Background:The forehead occupies the upper third of the face and has variable degrees of convexity based on gender and genetics. It is structurally composed of very strong bicortical bone at its upper two-thirds and the much weaker aerated brow bones at its lower third underneath the eyebrows. While the forehead can resist significant forces, up to more than 100kgs of impact, it can be fractured and displaced. The brow bones, however, fracture at much lower impact forces.
Because it takes such a tremendous force to fracture the frontal bone, most such injuries also cause brain trauma and frequently need neurosurgical intervention. Often a craniotomy is done and the forehead bone is reconstructed at that time. But some cases do not involve the need for neurosurgery and the forehead defect is lefted untreated. These forehead contour defects are then reconstructed secondarily.

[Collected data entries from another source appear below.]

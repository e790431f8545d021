//! Raw frame exchange record
//!
//! A `Frame` is what the library hands back from decoders and filters and
//! what encoders consume: owned per-plane byte buffers plus the metadata
//! both sides negotiate in. Timestamps are in the owning context's time
//! base.

use super::types::{Crop, Fraction, PixelFormat, SampleFormat};

/// One uncompressed audio or video frame
#[derive(Debug, Clone, Default)]
pub struct Frame {
  /// Per-plane bytes. Audio planar: one buffer per channel; audio
  /// interleaved: a single buffer. Video: one buffer per format plane.
  pub planes: Vec<Vec<u8>>,
  /// Video row strides per plane, in bytes
  pub strides: Vec<usize>,

  // Video
  pub width: u32,
  pub height: u32,
  pub pixel_format: Option<PixelFormat>,
  pub key_frame: bool,
  pub sample_aspect: Option<Fraction>,
  pub crop: Option<Crop>,

  // Audio
  pub sample_format: Option<SampleFormat>,
  pub sample_rate: u32,
  pub nb_samples: u32,
  pub channels: u32,

  /// Presentation timestamp in the owning context's time base
  pub pts: i64,
  /// Duration in the same time base, 0 when unknown
  pub duration: i64,
}

impl Frame {
  /// Allocate a zero-filled video frame with tight-packed planes
  pub fn new_video(width: u32, height: u32, format: PixelFormat) -> Self {
    let planes = (0..format.plane_count())
      .map(|i| vec![0u8; format.row_bytes(i, width) * format.plane_rows(i, height)])
      .collect();
    let strides = (0..format.plane_count())
      .map(|i| format.row_bytes(i, width))
      .collect();
    Self {
      planes,
      strides,
      width,
      height,
      pixel_format: Some(format),
      ..Self::default()
    }
  }

  /// Allocate a zero-filled audio frame
  pub fn new_audio(nb_samples: u32, channels: u32, sample_rate: u32, format: SampleFormat) -> Self {
    let bps = format.bytes_per_sample();
    let planes = if format.is_planar() {
      (0..channels)
        .map(|_| vec![0u8; nb_samples as usize * bps])
        .collect()
    } else {
      vec![vec![0u8; nb_samples as usize * channels as usize * bps]]
    };
    Self {
      planes,
      sample_format: Some(format),
      sample_rate,
      nb_samples,
      channels,
      ..Self::default()
    }
  }

  pub fn is_audio(&self) -> bool {
    self.sample_format.is_some()
  }

  pub fn is_video(&self) -> bool {
    self.pixel_format.is_some()
  }
}
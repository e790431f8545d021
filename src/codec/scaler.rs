//! Rescaler context
//!
//! Wraps the backend scale context as an input-keyed cache of size one,
//! converting frames into the encoder's configured geometry and pixel
//! format. Rebuilt by the owner when the input drifts.

use tracing::debug;

use crate::backend::{CodecLibrary, Frame, PictureSpec, ScalerSpec};

use super::CodecResult;

/// One rescale context from a fixed input spec to a fixed output spec
pub struct Scaler {
  handle: Box<dyn crate::backend::ScalerHandle>,
  input: PictureSpec,
  output: PictureSpec,
}

impl Scaler {
  pub fn open(
    library: &dyn CodecLibrary,
    input: PictureSpec,
    output: PictureSpec,
  ) -> CodecResult<Self> {
    let handle = library.open_scaler(&ScalerSpec { input, output })?;
    debug!(
      src = ?(input.width, input.height, input.pixel_format),
      dst = ?(output.width, output.height, output.pixel_format),
      "opened rescaler"
    );
    Ok(Self {
      handle,
      input,
      output,
    })
  }

  /// Whether `frame` still matches the input spec this scaler was built for
  pub fn matches_input(&self, frame: &Frame) -> bool {
    frame.width == self.input.width
      && frame.height == self.input.height
      && frame.pixel_format == Some(self.input.pixel_format)
  }

  pub fn output(&self) -> PictureSpec {
    self.output
  }

  /// Rescale one frame, carrying pts, key-frame flag and aspect ratio over
  pub fn scale(&mut self, src: &Frame) -> CodecResult<Frame> {
    let mut dst = self.handle.scale(src)?;
    dst.pts = src.pts;
    dst.duration = src.duration;
    dst.key_frame = src.key_frame;
    dst.sample_aspect = src.sample_aspect;
    Ok(dst)
  }
}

The hydroxyapatite cranioplasty concept is now about 15 years old in its clinical use. It offers an advantage over old-style PMMA (acrylic) in that the material is more biocompatible and actually integrates into the tissues. It is more expensive than PMMA and is far less impact/fracture resistant.But I have never yet seen that be a secondary cranioplasty problem. Due to the handling of the material it must be placed through an open approach. In some cases, small incisional access can be used to place the material.
Case Highlights:
1) Forehead defects from trauma involve changes in the contour of either the solid portion of the forehead and/or the more fragile brow bones.
2) Contour reconstruction of the depressed forehead can be done with the onlay cranioplasty material, hydroxyapatite, in an open technique.
3) Frontal cranioplasty can be done through either a coronal (scalp) incision or an existing forehead laceration if it is big enough.